Assignment -> Taking the records below, count the lines in which "must" appears and supply only the count.

Records for the task ->

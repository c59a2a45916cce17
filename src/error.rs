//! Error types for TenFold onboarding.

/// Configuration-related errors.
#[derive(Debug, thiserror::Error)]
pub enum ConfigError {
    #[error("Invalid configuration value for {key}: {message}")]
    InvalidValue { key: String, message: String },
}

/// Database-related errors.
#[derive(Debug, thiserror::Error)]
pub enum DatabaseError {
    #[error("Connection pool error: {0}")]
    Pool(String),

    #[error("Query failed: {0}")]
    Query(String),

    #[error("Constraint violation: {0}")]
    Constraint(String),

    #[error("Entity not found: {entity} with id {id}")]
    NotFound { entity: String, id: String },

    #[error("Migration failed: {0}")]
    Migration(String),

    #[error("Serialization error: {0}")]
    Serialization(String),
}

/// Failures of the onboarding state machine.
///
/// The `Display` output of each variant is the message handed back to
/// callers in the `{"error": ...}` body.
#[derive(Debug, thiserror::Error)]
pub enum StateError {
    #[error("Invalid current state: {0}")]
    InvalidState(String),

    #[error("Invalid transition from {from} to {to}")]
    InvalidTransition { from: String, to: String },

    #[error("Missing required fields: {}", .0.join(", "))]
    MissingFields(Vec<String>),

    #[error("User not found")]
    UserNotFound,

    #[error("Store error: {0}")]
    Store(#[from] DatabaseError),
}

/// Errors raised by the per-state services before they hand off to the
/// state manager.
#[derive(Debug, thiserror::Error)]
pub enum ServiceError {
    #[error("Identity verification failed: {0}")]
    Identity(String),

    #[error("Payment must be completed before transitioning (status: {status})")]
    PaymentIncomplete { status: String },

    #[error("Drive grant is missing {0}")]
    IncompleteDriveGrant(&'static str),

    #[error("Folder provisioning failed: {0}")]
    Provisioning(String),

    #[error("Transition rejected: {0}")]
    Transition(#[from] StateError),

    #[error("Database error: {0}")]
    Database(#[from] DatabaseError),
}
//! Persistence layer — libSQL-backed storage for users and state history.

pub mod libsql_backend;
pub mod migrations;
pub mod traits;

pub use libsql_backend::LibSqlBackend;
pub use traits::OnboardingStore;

* * *

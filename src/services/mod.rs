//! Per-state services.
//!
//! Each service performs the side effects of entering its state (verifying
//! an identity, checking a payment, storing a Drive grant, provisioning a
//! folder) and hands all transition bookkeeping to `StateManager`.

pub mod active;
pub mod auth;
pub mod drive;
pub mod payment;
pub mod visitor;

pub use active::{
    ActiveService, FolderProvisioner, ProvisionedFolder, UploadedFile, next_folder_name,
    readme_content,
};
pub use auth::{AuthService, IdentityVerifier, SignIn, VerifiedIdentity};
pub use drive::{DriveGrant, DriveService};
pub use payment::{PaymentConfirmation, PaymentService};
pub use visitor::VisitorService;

--

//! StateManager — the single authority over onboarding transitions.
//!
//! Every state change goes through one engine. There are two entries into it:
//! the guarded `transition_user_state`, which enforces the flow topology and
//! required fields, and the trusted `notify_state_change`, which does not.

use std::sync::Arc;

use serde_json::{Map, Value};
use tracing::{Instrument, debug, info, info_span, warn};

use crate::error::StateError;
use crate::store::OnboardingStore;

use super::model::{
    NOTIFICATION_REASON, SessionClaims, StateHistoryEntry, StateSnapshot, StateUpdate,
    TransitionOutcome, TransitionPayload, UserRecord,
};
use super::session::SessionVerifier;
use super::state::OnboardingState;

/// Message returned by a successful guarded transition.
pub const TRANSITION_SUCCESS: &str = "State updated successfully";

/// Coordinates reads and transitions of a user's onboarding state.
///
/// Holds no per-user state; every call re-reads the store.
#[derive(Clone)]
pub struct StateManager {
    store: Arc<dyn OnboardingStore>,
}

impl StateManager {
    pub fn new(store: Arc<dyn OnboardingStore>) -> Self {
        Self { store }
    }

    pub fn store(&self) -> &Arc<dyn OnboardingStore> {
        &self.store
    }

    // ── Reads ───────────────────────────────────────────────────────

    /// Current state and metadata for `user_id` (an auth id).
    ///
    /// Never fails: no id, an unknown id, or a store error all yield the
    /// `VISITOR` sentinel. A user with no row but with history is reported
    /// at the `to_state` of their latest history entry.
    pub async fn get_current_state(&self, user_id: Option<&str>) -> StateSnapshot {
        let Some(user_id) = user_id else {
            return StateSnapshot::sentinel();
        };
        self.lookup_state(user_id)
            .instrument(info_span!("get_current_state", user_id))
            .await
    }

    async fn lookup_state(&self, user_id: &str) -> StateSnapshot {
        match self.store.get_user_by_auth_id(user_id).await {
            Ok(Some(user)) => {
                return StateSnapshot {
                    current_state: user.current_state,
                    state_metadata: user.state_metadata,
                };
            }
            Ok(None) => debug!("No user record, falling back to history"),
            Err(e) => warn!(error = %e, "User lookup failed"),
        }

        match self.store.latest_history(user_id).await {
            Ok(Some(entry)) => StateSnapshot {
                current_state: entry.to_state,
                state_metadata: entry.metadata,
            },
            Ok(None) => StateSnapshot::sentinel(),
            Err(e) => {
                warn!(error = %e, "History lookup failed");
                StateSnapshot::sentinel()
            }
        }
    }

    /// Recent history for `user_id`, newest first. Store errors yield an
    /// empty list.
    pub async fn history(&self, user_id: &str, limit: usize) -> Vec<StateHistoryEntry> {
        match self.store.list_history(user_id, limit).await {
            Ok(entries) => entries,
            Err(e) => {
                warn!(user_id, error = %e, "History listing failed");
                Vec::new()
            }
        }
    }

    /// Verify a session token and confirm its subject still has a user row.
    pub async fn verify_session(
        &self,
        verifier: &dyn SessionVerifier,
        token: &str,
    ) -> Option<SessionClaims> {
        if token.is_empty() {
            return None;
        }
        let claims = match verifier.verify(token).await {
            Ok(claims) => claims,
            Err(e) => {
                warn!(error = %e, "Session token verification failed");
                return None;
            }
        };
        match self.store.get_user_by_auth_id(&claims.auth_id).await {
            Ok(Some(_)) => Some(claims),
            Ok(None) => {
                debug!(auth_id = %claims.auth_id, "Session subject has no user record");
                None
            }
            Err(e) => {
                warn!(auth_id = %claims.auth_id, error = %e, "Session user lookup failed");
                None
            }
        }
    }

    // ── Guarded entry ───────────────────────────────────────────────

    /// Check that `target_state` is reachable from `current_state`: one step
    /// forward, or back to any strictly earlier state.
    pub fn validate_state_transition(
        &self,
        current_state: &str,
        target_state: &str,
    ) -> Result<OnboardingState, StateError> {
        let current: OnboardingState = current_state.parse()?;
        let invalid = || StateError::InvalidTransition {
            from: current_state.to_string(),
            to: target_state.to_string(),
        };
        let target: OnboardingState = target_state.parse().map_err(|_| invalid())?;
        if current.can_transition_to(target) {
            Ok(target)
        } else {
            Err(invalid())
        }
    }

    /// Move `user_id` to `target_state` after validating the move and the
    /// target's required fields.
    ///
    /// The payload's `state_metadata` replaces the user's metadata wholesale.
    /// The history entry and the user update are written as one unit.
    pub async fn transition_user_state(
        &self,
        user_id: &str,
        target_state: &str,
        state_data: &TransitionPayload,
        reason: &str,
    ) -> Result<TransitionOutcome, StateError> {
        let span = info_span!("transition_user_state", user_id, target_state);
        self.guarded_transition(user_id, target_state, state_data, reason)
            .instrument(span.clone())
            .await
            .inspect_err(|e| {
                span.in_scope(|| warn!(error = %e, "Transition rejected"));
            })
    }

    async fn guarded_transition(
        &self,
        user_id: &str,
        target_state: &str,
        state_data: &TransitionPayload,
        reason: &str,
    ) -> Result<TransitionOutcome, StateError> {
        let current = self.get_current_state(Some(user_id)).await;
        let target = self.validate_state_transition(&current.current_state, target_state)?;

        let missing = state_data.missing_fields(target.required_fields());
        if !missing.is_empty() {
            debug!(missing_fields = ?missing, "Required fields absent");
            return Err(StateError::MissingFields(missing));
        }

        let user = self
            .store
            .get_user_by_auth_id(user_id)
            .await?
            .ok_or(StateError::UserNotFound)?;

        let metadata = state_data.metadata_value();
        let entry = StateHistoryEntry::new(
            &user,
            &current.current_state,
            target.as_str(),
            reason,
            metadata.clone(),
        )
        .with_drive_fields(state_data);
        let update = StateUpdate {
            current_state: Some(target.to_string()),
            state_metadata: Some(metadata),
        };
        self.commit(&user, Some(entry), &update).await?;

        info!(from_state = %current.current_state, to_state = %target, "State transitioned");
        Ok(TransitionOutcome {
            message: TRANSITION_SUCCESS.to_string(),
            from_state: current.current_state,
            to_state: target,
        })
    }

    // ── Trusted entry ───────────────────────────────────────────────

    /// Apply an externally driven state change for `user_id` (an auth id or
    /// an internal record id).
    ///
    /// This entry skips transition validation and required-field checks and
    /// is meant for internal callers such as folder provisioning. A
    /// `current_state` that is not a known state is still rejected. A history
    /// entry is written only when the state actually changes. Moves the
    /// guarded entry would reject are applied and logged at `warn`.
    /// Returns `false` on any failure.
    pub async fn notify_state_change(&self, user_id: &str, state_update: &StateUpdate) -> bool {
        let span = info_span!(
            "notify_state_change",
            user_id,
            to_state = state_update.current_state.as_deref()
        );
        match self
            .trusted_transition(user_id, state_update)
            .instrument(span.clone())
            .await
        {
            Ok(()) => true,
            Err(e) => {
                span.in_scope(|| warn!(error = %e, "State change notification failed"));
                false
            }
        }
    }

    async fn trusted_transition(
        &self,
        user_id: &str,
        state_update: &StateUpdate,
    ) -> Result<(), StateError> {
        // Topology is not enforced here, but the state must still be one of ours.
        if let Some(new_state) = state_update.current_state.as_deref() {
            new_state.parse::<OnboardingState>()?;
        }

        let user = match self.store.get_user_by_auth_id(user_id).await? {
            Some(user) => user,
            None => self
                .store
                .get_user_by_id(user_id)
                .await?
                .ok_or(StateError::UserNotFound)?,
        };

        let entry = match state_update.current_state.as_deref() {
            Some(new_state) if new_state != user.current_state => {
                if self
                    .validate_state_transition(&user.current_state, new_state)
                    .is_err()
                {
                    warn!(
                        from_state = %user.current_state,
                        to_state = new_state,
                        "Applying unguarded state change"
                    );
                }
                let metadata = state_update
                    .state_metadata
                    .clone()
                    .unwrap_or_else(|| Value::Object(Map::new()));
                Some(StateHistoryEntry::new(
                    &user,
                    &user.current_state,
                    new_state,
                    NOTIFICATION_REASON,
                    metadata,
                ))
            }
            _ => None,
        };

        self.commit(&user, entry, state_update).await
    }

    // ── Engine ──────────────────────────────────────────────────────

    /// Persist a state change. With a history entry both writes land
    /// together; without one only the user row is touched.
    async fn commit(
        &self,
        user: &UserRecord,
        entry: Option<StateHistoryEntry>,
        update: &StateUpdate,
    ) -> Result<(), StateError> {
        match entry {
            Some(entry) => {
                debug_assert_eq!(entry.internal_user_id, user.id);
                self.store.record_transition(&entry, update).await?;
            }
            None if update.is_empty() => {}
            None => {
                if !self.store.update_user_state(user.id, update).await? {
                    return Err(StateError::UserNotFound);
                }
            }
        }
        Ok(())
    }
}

Solved problem -> 2